--- PROBLEM TO SOLVE ---
Restate the listing below word for word.

--- THE DATA ---
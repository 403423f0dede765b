use std::fmt::Display;
use std::future::Future;
use std::time::Duration;
use tracing::warn;

/// Retries an async operation a fixed number of times with a fixed delay
///
/// # Parameters
/// - `operation`: Closure receiving the 1-based attempt number and returning a future
/// - `attempts`: Total number of runs, including the first
/// - `delay`: Pause between consecutive attempts
///
/// # Returns
/// Either the first successful result or the error from the final attempt
pub async fn with_retry<F, Fut, T, E>(mut operation: F, attempts: usize, delay: Duration) -> Result<T, E>
where
    F: FnMut(usize) -> Fut,
    Fut: Future<Output = Result<T, E>>,
    E: Display,
{
    let attempts = attempts.max(1);
    let mut attempt = 1;
    loop {
        match operation(attempt).await {
            Ok(val) => return Ok(val),
            Err(err) => {
                warn!("Attempt {}/{} failed: {}", attempt, attempts, err);
                if attempt >= attempts {
                    return Err(err);
                }
                attempt += 1;
                tokio::time::sleep(delay).await;
            }
        }
    }
}
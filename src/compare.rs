//! Day-over-day rate comparison

use crate::core::snapshot::Rates;
use chrono::{DateTime, FixedOffset, NaiveDate, SecondsFormat};
use rust_decimal::Decimal;
use serde::{Serialize, Serializer};
use std::collections::BTreeMap;
use std::fmt::Display;

#[derive(Debug, Clone, Copy, PartialEq, Eq, Hash, Serialize)]
#[serde(rename_all = "snake_case")]
pub enum RateStatus {
    High,
    Low,
    Equal,
    NotAvailable,
}

impl Display for RateStatus {
    fn fmt(&self, f: &mut std::fmt::Formatter<'_>) -> std::fmt::Result {
        write!(
            f,
            "{}",
            match self {
                RateStatus::High => "high",
                RateStatus::Low => "low",
                RateStatus::Equal => "equal",
                RateStatus::NotAvailable => "not_available",
            }
        )
    }
}

/// Compares two optional rates. Total over every input: a missing side gives
/// `NotAvailable`, otherwise the numeric ordering decides.
pub fn rate_status(current: Option<Decimal>, previous: Option<Decimal>) -> RateStatus {
    match (current, previous) {
        (Some(current), Some(previous)) => match current.cmp(&previous) {
            std::cmp::Ordering::Greater => RateStatus::High,
            std::cmp::Ordering::Less => RateStatus::Low,
            std::cmp::Ordering::Equal => RateStatus::Equal,
        },
        _ => RateStatus::NotAvailable,
    }
}

#[derive(Debug, Clone, PartialEq, Serialize)]
pub struct RateComparison {
    #[serde(with = "rust_decimal::serde::float_option")]
    pub current_rate: Option<Decimal>,
    #[serde(with = "rust_decimal::serde::float_option")]
    pub previous_rate: Option<Decimal>,
    pub status: RateStatus,
}

fn serialize_instant<S: Serializer>(
    instant: &DateTime<FixedOffset>,
    serializer: S,
) -> Result<S::Ok, S::Error> {
    serializer.serialize_str(&instant.to_rfc3339_opts(SecondsFormat::AutoSi, false))
}

/// Per-request comparison of two days. Never persisted.
#[derive(Debug, Clone, PartialEq, Serialize)]
pub struct ComparisonResult {
    #[serde(rename = "timestamp_cet", serialize_with = "serialize_instant")]
    pub generated_at: DateTime<FixedOffset>,
    pub current_date: NaiveDate,
    pub previous_date: NaiveDate,
    #[serde(rename = "exchange_rates")]
    pub entries: BTreeMap<String, RateComparison>,
}

/// Builds one entry per currency present in `current`. Currencies only found
/// in `previous` are left out.
pub fn compare_rates(current: &Rates, previous: &Rates) -> BTreeMap<String, RateComparison> {
    current
        .iter()
        .map(|(currency, rate)| {
            let current_rate = Some(*rate);
            let previous_rate = previous.get(currency).copied();
            (
                currency.clone(),
                RateComparison {
                    current_rate,
                    previous_rate,
                    status: rate_status(current_rate, previous_rate),
                },
            )
        })
        .collect()
}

--- FINAL ANSWER ---
repository 403423f0dede765b
use std::fmt::Display;
use std::future::Future;
use std::time::Duration;
use tracing::warn;

/// Retries an async operation a fixed number of times with a fixed delay
///
/// # Parameters
/// - `operation`: Closure receiving the 1-based attempt number and returning a future
/// - `attempts`: Total number of runs, including the first
/// - `delay`: Pause between consecutive attempts
///
/// # Returns
/// Either the first successful result or the error from the final attempt
pub async fn with_retry<F, Fut, T, E>(mut operation: F, attempts: usize, delay: Duration) -> Result<T, E>
where
    F: FnMut(usize) -> Fut,
    Fut: Future<Output = Result<T, E>>,
    E: Display,
{
    let attempts = attempts.max(1);
    let mut attempt = 1;
    loop {
        match operation(attempt).await {
            Ok(val) => return Ok(val),
            Err(err) => {
                warn!("Attempt {}/{} failed: {}", attempt, attempts, err);
                if attempt >= attempts {
                    return Err(err);
                }
                attempt += 1;
                tokio::time::sleep(delay).await;
            }
        }
    }
}
filename src/compare.rs
//! Day-over-day rate comparison

use crate::core::snapshot::Rates;
use chrono::{DateTime, FixedOffset, NaiveDate, SecondsFormat};
use rust_decimal::Decimal;
use serde::{Serialize, Serializer};
use std::collections::BTreeMap;
use std::fmt::Display;

#[derive(Debug, Clone, Copy, PartialEq, Eq, Hash, Serialize)]
#[serde(rename_all = "snake_case")]
pub enum RateStatus {
    High,
    Low,
    Equal,
    NotAvailable,
}

impl Display for RateStatus {
    fn fmt(&self, f: &mut std::fmt::Formatter<'_>) -> std::fmt::Result {
        write!(
            f,
            "{}",
            match self {
                RateStatus::High => "high",
                RateStatus::Low => "low",
                RateStatus::Equal => "equal",
                RateStatus::NotAvailable => "not_available",
            }
        )
    }
}

/// Compares two optional rates. Total over every input: a missing side gives
/// `NotAvailable`, otherwise the numeric ordering decides.
pub fn rate_status(current: Option<Decimal>, previous: Option<Decimal>) -> RateStatus {
    match (current, previous) {
        (Some(current), Some(previous)) => match current.cmp(&previous) {
            std::cmp::Ordering::Greater => RateStatus::High,
            std::cmp::Ordering::Less => RateStatus::Low,
            std::cmp::Ordering::Equal => RateStatus::Equal,
        },
        _ => RateStatus::NotAvailable,
    }
}

#[derive(Debug, Clone, PartialEq, Serialize)]
pub struct RateComparison {
    #[serde(with = "rust_decimal::serde::float_option")]
    pub current_rate: Option<Decimal>,
    #[serde(with = "rust_decimal::serde::float_option")]
    pub previous_rate: Option<Decimal>,
    pub status: RateStatus,
}

fn serialize_instant<S: Serializer>(
    instant: &DateTime<FixedOffset>,
    serializer: S,
) -> Result<S::Ok, S::Error> {
    serializer.serialize_str(&instant.to_rfc3339_opts(SecondsFormat::AutoSi, false))
}

/// Per-request comparison of two days. Never persisted.
#[derive(Debug, Clone, PartialEq, Serialize)]
pub struct ComparisonResult {
    #[serde(rename = "timestamp_cet", serialize_with = "serialize_instant")]
    pub generated_at: DateTime<FixedOffset>,
    pub current_date: NaiveDate,
    pub previous_date: NaiveDate,
    #[serde(rename = "exchange_rates")]
    pub entries: BTreeMap<String, RateComparison>,
}

/// Builds one entry per currency present in `current`. Currencies only found
/// in `previous` are left out.
pub fn compare_rates(current: &Rates, previous: &Rates) -> BTreeMap<String, RateComparison> {
    current
        .iter()
        .map(|(currency, rate)| {
            let current_rate = Some(*rate);
            let previous_rate = previous.get(currency).copied();
            (
                currency.clone(),
                RateComparison {
                    current_rate,
                    previous_rate,
                    status: rate_status(current_rate, previous_rate),
                },
            )
        })
        .collect()
}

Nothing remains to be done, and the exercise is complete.